Exit Wounds

October 22nd, 2012 at 12:35 pm by David Farrar

Stuff reports:

Australia has lost another soldier in Afghanistan.

This is the 39th Australian soldier to have been killed in the war in Afghanistan since 2002.

The soldier’s next of kin have been notified.

Australia currently has about 1550 troops deployed to Afghanistan.

In August, the ADF suffered its darkest day since the Vietnam War when it lost five soldiers in two separate incidents.

This included two soldiers in a helicopter accident in Helmand Province and three soldiers in a  “green on blue” attack north of Tarin Kowt.

Defence Minister Stephen Smith will speak from Sydney later this morning.

By coincidence I read yesterday the book Exit Woundsby Major General . The synopsis sums it up:

As a country boy from Queensland, John Cantwell signed up to the army as a private and rose to the rank of major general. He was on the front line in 1991 as Coalition forces fitted bulldozer blades to tanks and buried alive Iraqi troops in their trenches. He fought in Baghdad in 2006 and saw what a car bomb does to a marketplace crowded with women and children. In 2010 he commanded the Australian forces in Afghanistan when ten of his soldiers were killed. He returned to Australia in 2011 to be considered for the job of chief of the Australian Army. Instead, he ended up in a psychiatric hospital.
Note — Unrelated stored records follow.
//! Stage routing: which organization must act on a stage

use thiserror::Error;
use uuid::Uuid;

use crate::models::OrganizationType;

#[derive(Debug, Error, Clone, PartialEq, Eq)]
pub enum RoutingError {
    #[error("no {0} organization is linked to this request")]
    Unassigned(OrganizationType),
}

/// Organizations a request can be routed to
#[derive(Debug, Clone, Copy, PartialEq, Eq)]
pub struct RoutingContext {
    /// Developer of the property the request concerns
    pub developer_organization_id: Option<Uuid>,
    /// Lender of the application's eligibility, if any
    pub lender_organization_id: Option<Uuid>,
    pub internal_organization_id: Uuid,
}

pub fn route_stage(
    organization_type: OrganizationType,
    ctx: &RoutingContext,
) -> Result<Uuid, RoutingError> {
    match organization_type {
        OrganizationType::Developer => ctx
            .developer_organization_id
            .ok_or(RoutingError::Unassigned(organization_type)),
        OrganizationType::Lender => ctx
            .lender_organization_id
            .ok_or(RoutingError::Unassigned(organization_type)),
        OrganizationType::Internal => Ok(ctx.internal_organization_id),
    }
}

#[cfg(test)]
mod tests {
    use super::*;

    #[test]
    fn test_routes_each_organization_type() {
        let developer = Uuid::new_v4();
        let lender = Uuid::new_v4();
        let internal = Uuid::new_v4();
        let ctx = RoutingContext {
            developer_organization_id: Some(developer),
            lender_organization_id: Some(lender),
            internal_organization_id: internal,
        };

        assert_eq!(route_stage(OrganizationType::Developer, &ctx), Ok(developer));
        assert_eq!(route_stage(OrganizationType::Lender, &ctx), Ok(lender));
        assert_eq!(route_stage(OrganizationType::Internal, &ctx), Ok(internal));
    }

    #[test]
    fn test_missing_lender_is_unassigned() {
        let ctx = RoutingContext {
            developer_organization_id: Some(Uuid::new_v4()),
            lender_organization_id: None,
            internal_organization_id: Uuid::new_v4(),
        };

        assert_eq!(
            route_stage(OrganizationType::Lender, &ctx),
            Err(RoutingError::Unassigned(OrganizationType::Lender))
        );
    }
}
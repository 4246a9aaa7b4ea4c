//! HSF Backend Server
//!
//! Serves the HTTP API and runs the background job workers against
//! PostgreSQL, or against an in-memory store when no database is configured.

use anyhow::Context;
use axum::http::{HeaderValue, Method};
use sqlx::PgPool;
use std::net::SocketAddr;
use std::sync::Arc;
use std::time::Duration;
use tokio::signal;
use tower_http::cors::{Any, CorsLayer};

use hsf_backend::auth::TokenVerifier;
use hsf_backend::config::Config;
use hsf_backend::db;
use hsf_backend::jobs::{
    start_scheduler, start_workers, DipGenerationWorker, JobQueue, LoanOriginationWorker,
    QueueName, RepaymentMonitor,
};
use hsf_backend::middleware::{self, RateLimiter};
use hsf_backend::notifications::{LogNotifier, Notifier, TracingActivityLog, WebhookNotifier};
use hsf_backend::repository::{MemoryStore, PgStore, Store};
use hsf_backend::review::ReviewEngine;
use hsf_backend::routes;
use hsf_backend::state::{AppState, Services};

#[tokio::main]
async fn main() -> anyhow::Result<()> {
    let config = Config::from_env().context("Failed to load configuration")?;

    tracing_subscriber::fmt()
        .with_env_filter(
            tracing_subscriber::EnvFilter::try_from_default_env()
                .unwrap_or_else(|_| tracing_subscriber::EnvFilter::new(&config.log_level)),
        )
        .with_target(true)
        .with_thread_ids(true)
        .with_file(true)
        .with_line_number(true)
        .init();

    tracing::info!(environment = config.environment.as_str(), "Starting HSF backend");

    match config.database_url.as_deref() {
        Some(url) => {
            tracing::info!(
                database = config.database_url_masked().as_deref().unwrap_or_default(),
                "Connecting to database"
            );
            let pool = db::create_pool(url, config.db_max_connections).await?;
            db::prepare(&pool).await?;
            serve(Arc::new(PgStore::new(pool.clone())), &config, Some(pool)).await
        }
        None => {
            tracing::warn!("DATABASE_URL not set, using the in-memory store; data is lost on exit");
            serve(Arc::new(MemoryStore::new()), &config, None).await
        }
    }
}

async fn serve<S: Store>(store: Arc<S>, config: &Config, db_pool: Option<PgPool>) -> anyhow::Result<()> {
    let notifier: Arc<dyn Notifier> = match &config.notification_webhook_url {
        Some(url) => Arc::new(WebhookNotifier::new(url.clone())),
        None => {
            tracing::warn!("NOTIFICATION_WEBHOOK_URL not set, notifications are only logged");
            Arc::new(LogNotifier)
        }
    };
    let (queue, mut receivers) = JobQueue::new();
    let jobs = Arc::new(queue.clone());

    let services = Services::new(
        store.clone(),
        ReviewEngine::new(config.rejection_policy),
        jobs.clone(),
        notifier.clone(),
        Arc::new(TracingActivityLog),
    );

    // Workers
    let dip_generation = Arc::new(DipGenerationWorker::new(services.dips.clone()));
    let origination = Arc::new(LoanOriginationWorker::new(
        store.clone(),
        jobs.clone(),
        notifier.clone(),
    ));
    let monitor = Arc::new(RepaymentMonitor::new(store, jobs, notifier));

    let mut workers = Vec::new();
    workers.extend(start_workers(
        queue.clone(),
        QueueName::DipGeneration,
        receivers
            .take(QueueName::DipGeneration)
            .context("dip-generation queue already taken")?,
        config.jobs.queue_settings(config.jobs.dip_generation_concurrency),
        dip_generation.clone(),
    ));
    workers.extend(start_workers(
        queue.clone(),
        QueueName::LoanOrigination,
        receivers
            .take(QueueName::LoanOrigination)
            .context("loan-origination queue already taken")?,
        config.jobs.queue_settings(config.jobs.loan_origination_concurrency),
        origination.clone(),
    ));
    workers.extend(start_workers(
        queue.clone(),
        QueueName::RepaymentMonitor,
        receivers
            .take(QueueName::RepaymentMonitor)
            .context("repayment-monitor queue already taken")?,
        config.jobs.queue_settings(config.jobs.repayment_monitor_concurrency),
        monitor.clone(),
    ));
    tracing::info!(workers = workers.len(), "Job workers started");

    let mut scheduler = start_scheduler(&config.jobs.schedules, monitor, origination, dip_generation)
        .await
        .context("Failed to start job scheduler")?;

    // Rate limiting
    let rate_limiter = RateLimiter::new(config.rate_limit_rps);
    let evictor = rate_limiter.clone();
    tokio::spawn(async move {
        let mut interval = tokio::time::interval(Duration::from_secs(300));
        loop {
            interval.tick().await;
            let evicted = evictor.evict_idle(Duration::from_secs(600)).await;
            tracing::debug!(evicted, "Rate limiter buckets evicted");
        }
    });

    let state = AppState::new(
        services,
        TokenVerifier::new(&config.jwt_secret),
        config.payment_webhook_secret.clone(),
        db_pool,
    );
    if state.payment_webhook_secret.is_none() {
        tracing::warn!("PAYMENT_WEBHOOK_SECRET not set, the payment webhook rejects every call");
    }

    let mut app = routes::app(state)
        .layer(axum::middleware::from_fn_with_state(
            rate_limiter,
            middleware::rate_limit,
        ))
        .layer(configure_cors(config.cors_allowed_origins.as_deref()));
    if config.environment.is_production() {
        app = app.layer(axum::middleware::from_fn(middleware::hsts_header));
    }

    let addr = SocketAddr::from(([0, 0, 0, 0], config.port));
    let listener = tokio::net::TcpListener::bind(addr)
        .await
        .with_context(|| format!("Failed to bind {}", addr))?;

    tracing::info!("Server listening on {}", addr);
    tracing::info!("Health check at http://{}/health", addr);

    axum::serve(listener, app)
        .with_graceful_shutdown(shutdown_signal())
        .await
        .context("Server error")?;

    if let Err(e) = scheduler.shutdown().await {
        tracing::warn!(error = %e, "Job scheduler did not shut down cleanly");
    }
    for worker in workers {
        worker.abort();
    }

    tracing::info!("Server shutdown complete");
    Ok(())
}

fn configure_cors(allowed_origins: Option<&str>) -> CorsLayer {
    let origins: Vec<HeaderValue> = allowed_origins
        .unwrap_or_default()
        .split(',')
        .filter_map(|s| s.trim().parse().ok())
        .collect();

    if origins.is_empty() {
        tracing::warn!("CORS_ALLOWED_ORIGINS not set, allowing all origins (permissive)");
        return CorsLayer::permissive();
    }

    CorsLayer::new()
        .allow_origin(origins)
        .allow_methods([Method::GET, Method::POST])
        .allow_headers(Any)
}

/// Graceful shutdown signal handler
async fn shutdown_signal() {
    let ctrl_c = async {
        if let Err(e) = signal::ctrl_c().await {
            tracing::error!(error = %e, "Failed to install Ctrl+C handler");
            std::future::pending::<()>().await;
        }
    };

    #[cfg(unix)]
    let terminate = async {
        match signal::unix::signal(signal::unix::SignalKind::terminate()) {
            Ok(mut sigterm) => {
                sigterm.recv().await;
            }
            Err(e) => {
                tracing::error!(error = %e, "Failed to install SIGTERM handler");
                std::future::pending::<()>().await;
            }
        }
    };

    #[cfg(not(unix))]
    let terminate = std::future::pending::<()>();

    tokio::select! {
        _ = ctrl_c => {
            tracing::info!("Received Ctrl+C, initiating graceful shutdown...");
        }
        _ = terminate => {
            tracing::info!("Received SIGTERM, initiating graceful shutdown...");
        }
    }
}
Exit Wounds is the compassionate and deeply human account of one man’s tour of the War on Terror, the moving story of life on a modern battlefield: from the nightmare of cheating death in a minefield, to the poignancy of calling home while under rocket fire in Baghdad, to the utter despair of looking into the face of a dead soldier before sending him home to his mother. He has hidden his post traumatic stress disorder for decades, fearing it will affect his career.

Australia has been at war for the past twenty years and yet there has been no stand-out account from these conflicts—Exit Wounds is it. Raw, candid and eye-opening, no one who reads this book will beunmoved, nor forget its imagery or words.

I highly recommend this book.

The section on the Gulf War was fascinating. He was a Major and meant to be a liaison officer between the US and British forces, which meant travelling all over the place to liaison points, to find no one there. Several times they almost got killed by friendly fire – and once found themselves 20 kms in advance of the coalition forces, meaning that had to drive towards the coalition forces from the Iraqi side.

Also he describes the scenes of bodies buried in the ground as tanks with blades had crushed all in their sights. That was the start of the nightmares.

In Iraq in 2006 he was a Brigadier or one star general. He dealt regularly with senior Iraqi leaders and his stories of their duplicity and betrayal are eye openers. He also has several near misses with death and see first hand the results of a massive bomb. You get a feeling of what it is like having 100 or so people a day die, mainly civilians.

Then in 2010 he was a Major General and the commander of Australian forces in Afghanistan. He disobeyed orders to go out on patrol with some of his men, and again there were many close calls with death. However it was the 10 Australian men who died that hit him hardest, and the scenes of him fare-welling them after he has formally identified them are incredibly moving.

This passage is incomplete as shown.